(Entries provided)

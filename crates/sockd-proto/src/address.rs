//! The SOCKS5-like destination header: `type || address || port`.
//!
//! Byteorder-driven fixed-layout parsing of a small header, dispatched on
//! a leading type tag the way a frame codec dispatches on a tag byte.

use std::fmt;
use std::io::{self, Read, Write};
use std::net::{Ipv4Addr, Ipv6Addr, SocketAddr};

use byteorder::{BigEndian, ReadBytesExt, WriteBytesExt};

/// Maximum length of a `Name` hostname.
pub const MAX_NAME_LEN: usize = 253;
/// Maximum size of an encoded header: tag(1) + name-len(1) + name(253) + port(2).
pub const MAX_HEADER_SIZE: usize = 1 + 1 + MAX_NAME_LEN + 2;

#[derive(Debug, thiserror::Error)]
pub enum AddressCodecError {
    #[error("unknown address type tag {0:#x}")]
    UnknownType(u8),
    #[error("destination port is zero")]
    ZeroPort,
    #[error("hostname contains a NUL byte")]
    NulInName,
    #[error("hostname length {0} exceeds {MAX_NAME_LEN}")]
    NameTooLong(usize),
    #[error(transparent)]
    Io(#[from] io::Error),
}

#[derive(Debug, Clone, Eq, PartialEq)]
pub enum Host {
    Ip(std::net::IpAddr),
    Name(String),
}

impl fmt::Display for Host {
    fn fmt(&self, f: &mut fmt::Formatter<'_>) -> fmt::Result {
        match self {
            Host::Ip(ip) => write!(f, "{ip}"),
            Host::Name(name) => write!(f, "{name}"),
        }
    }
}

/// A fully decoded destination: host (literal IP or name) plus a
/// non-zero 16-bit port.
#[derive(Debug, Clone, Eq, PartialEq)]
pub struct DestinationAddress {
    pub host: Host,
    pub port: u16,
}

impl DestinationAddress {
    #[inline]
    pub fn new(host: Host, port: u16) -> Result<DestinationAddress, AddressCodecError> {
        if port == 0 {
            return Err(AddressCodecError::ZeroPort);
        }
        Ok(DestinationAddress { host, port })
    }

    #[inline]
    pub fn from_socket_addr(addr: SocketAddr) -> Result<DestinationAddress, AddressCodecError> {
        DestinationAddress::new(Host::Ip(addr.ip()), addr.port())
    }

    /// Encodes the header into `out`, returning the number of bytes
    /// written (`1 + addr_len + 2`).
    pub fn encode<W: Write>(&self, mut out: W) -> Result<usize, AddressCodecError> {
        let written = match &self.host {
            Host::Ip(std::net::IpAddr::V4(v4)) => {
                out.write_u8(0x01)?;
                out.write_all(&v4.octets())?;
                1 + 4
            }
            Host::Ip(std::net::IpAddr::V6(v6)) => {
                out.write_u8(0x04)?;
                out.write_all(&v6.octets())?;
                1 + 16
            }
            Host::Name(name) => {
                if name.len() > MAX_NAME_LEN {
                    return Err(AddressCodecError::NameTooLong(name.len()));
                }
                if name.bytes().any(|b| b == 0) {
                    return Err(AddressCodecError::NulInName);
                }
                out.write_u8(0x03)?;
                out.write_u8(name.len() as u8)?;
                out.write_all(name.as_bytes())?;
                1 + 1 + name.len()
            }
        };
        out.write_u16::<BigEndian>(self.port)?;
        Ok(written + 2)
    }

    /// Encodes into a freshly allocated buffer.
    #[inline]
    pub fn encode_to_vec(&self) -> Vec<u8> {
        let mut buf = Vec::with_capacity(MAX_HEADER_SIZE);
        self.encode(&mut buf).expect("writing to a Vec cannot fail");
        buf
    }

    /// Decodes a header from `input`. Rejects unknown type tags, zero
    /// ports, NUL bytes in a name, and names over `MAX_NAME_LEN`.
    pub fn decode<R: Read>(mut input: R) -> Result<DestinationAddress, AddressCodecError> {
        let tag = input.read_u8()?;
        let host = match tag {
            0x01 => {
                let mut octets = [0u8; 4];
                input.read_exact(&mut octets)?;
                Host::Ip(Ipv4Addr::from(octets).into())
            }
            0x04 => {
                let mut octets = [0u8; 16];
                input.read_exact(&mut octets)?;
                Host::Ip(Ipv6Addr::from(octets).into())
            }
            0x03 => {
                let len = input.read_u8()? as usize;
                if len > MAX_NAME_LEN {
                    return Err(AddressCodecError::NameTooLong(len));
                }
                let mut bytes = vec![0u8; len];
                input.read_exact(&mut bytes)?;
                if bytes.iter().any(|&b| b == 0) {
                    return Err(AddressCodecError::NulInName);
                }
                let name = String::from_utf8(bytes).map_err(|_| AddressCodecError::NulInName)?;
                Host::Name(name)
            }
            other => return Err(AddressCodecError::UnknownType(other)),
        };

        let port = input.read_u16::<BigEndian>()?;
        if port == 0 {
            return Err(AddressCodecError::ZeroPort);
        }

        Ok(DestinationAddress { host, port })
    }
}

(End Entries provided)

Directions for this task:
Exact reproduction of every entry is needed.

Result of this exercise:
filename crates/sockd-proto/src/address.rs
//! The SOCKS5-like destination header: `type || address || port`.
//!
//! Byteorder-driven fixed-layout parsing of a small header, dispatched on
//! a leading type tag the way a frame codec dispatches on a tag byte.

use std::fmt;
use std::io::{self, Read, Write};
use std::net::{Ipv4Addr, Ipv6Addr, SocketAddr};

use byteorder::{BigEndian, ReadBytesExt, WriteBytesExt};

/// Maximum length of a `Name` hostname.
pub const MAX_NAME_LEN: usize = 253;
/// Maximum size of an encoded header: tag(1) + name-len(1) + name(253) + port(2).
pub const MAX_HEADER_SIZE: usize = 1 + 1 + MAX_NAME_LEN + 2;

#[derive(Debug, thiserror::Error)]
pub enum AddressCodecError {
    #[error("unknown address type tag {0:#x}")]
    UnknownType(u8),
    #[error("destination port is zero")]
    ZeroPort,
    #[error("hostname contains a NUL byte")]
    NulInName,
    #[error("hostname length {0} exceeds {MAX_NAME_LEN}")]
    NameTooLong(usize),
    #[error(transparent)]
    Io(#[from] io::Error),
}

#[derive(Debug, Clone, Eq, PartialEq)]
pub enum Host {
    Ip(std::net::IpAddr),
    Name(String),
}

impl fmt::Display for Host {
    fn fmt(&self, f: &mut fmt::Formatter<'_>) -> fmt::Result {
        match self {
            Host::Ip(ip) => write!(f, "{ip}"),
            Host::Name(name) => write!(f, "{name}"),
        }
    }
}

/// A fully decoded destination: host (literal IP or name) plus a
/// non-zero 16-bit port.
#[derive(Debug, Clone, Eq, PartialEq)]
pub struct DestinationAddress {
    pub host: Host,
    pub port: u16,
}

impl DestinationAddress {
    #[inline]
    pub fn new(host: Host, port: u16) -> Result<DestinationAddress, AddressCodecError> {
        if port == 0 {
            return Err(AddressCodecError::ZeroPort);
        }
        Ok(DestinationAddress { host, port })
    }

    #[inline]
    pub fn from_socket_addr(addr: SocketAddr) -> Result<DestinationAddress, AddressCodecError> {
        DestinationAddress::new(Host::Ip(addr.ip()), addr.port())
    }

    /// Encodes the header into `out`, returning the number of bytes
    /// written (`1 + addr_len + 2`).
    pub fn encode<W: Write>(&self, mut out: W) -> Result<usize, AddressCodecError> {
        let written = match &self.host {
            Host::Ip(std::net::IpAddr::V4(v4)) => {
                out.write_u8(0x01)?;
                out.write_all(&v4.octets())?;
                1 + 4
            }
            Host::Ip(std::net::IpAddr::V6(v6)) => {
                out.write_u8(0x04)?;
                out.write_all(&v6.octets())?;
                1 + 16
            }
            Host::Name(name) => {
                if name.len() > MAX_NAME_LEN {
                    return Err(AddressCodecError::NameTooLong(name.len()));
                }
                if name.bytes().any(|b| b == 0) {
                    return Err(AddressCodecError::NulInName);
                }
                out.write_u8(0x03)?;
                out.write_u8(name.len() as u8)?;
                out.write_all(name.as_bytes())?;
                1 + 1 + name.len()
            }
        };
        out.write_u16::<BigEndian>(self.port)?;
        Ok(written + 2)
    }

    /// Encodes into a freshly allocated buffer.
    #[inline]
    pub fn encode_to_vec(&self) -> Vec<u8> {
        let mut buf = Vec::with_capacity(MAX_HEADER_SIZE);
        self.encode(&mut buf).expect("writing to a Vec cannot fail");
        buf
    }

    /// Decodes a header from `input`. Rejects unknown type tags, zero
    /// ports, NUL bytes in a name, and names over `MAX_NAME_LEN`.
    pub fn decode<R: Read>(mut input: R) -> Result<DestinationAddress, AddressCodecError> {
        let tag = input.read_u8()?;
        let host = match tag {
            0x01 => {
                let mut octets = [0u8; 4];
                input.read_exact(&mut octets)?;
                Host::Ip(Ipv4Addr::from(octets).into())
            }
            0x04 => {
                let mut octets = [0u8; 16];
                input.read_exact(&mut octets)?;
                Host::Ip(Ipv6Addr::from(octets).into())
            }
            0x03 => {
                let len = input.read_u8()? as usize;
                if len > MAX_NAME_LEN {
                    return Err(AddressCodecError::NameTooLong(len));
                }
                let mut bytes = vec![0u8; len];
                input.read_exact(&mut bytes)?;
                if bytes.iter().any(|&b| b == 0) {
                    return Err(AddressCodecError::NulInName);
                }
                let name = String::from_utf8(bytes).map_err(|_| AddressCodecError::NulInName)?;
                Host::Name(name)
            }
            other => return Err(AddressCodecError::UnknownType(other)),
        };

        let port = input.read_u16::<BigEndian>()?;
        if port == 0 {
            return Err(AddressCodecError::ZeroPort);
        }

        Ok(DestinationAddress { host, port })
    }
}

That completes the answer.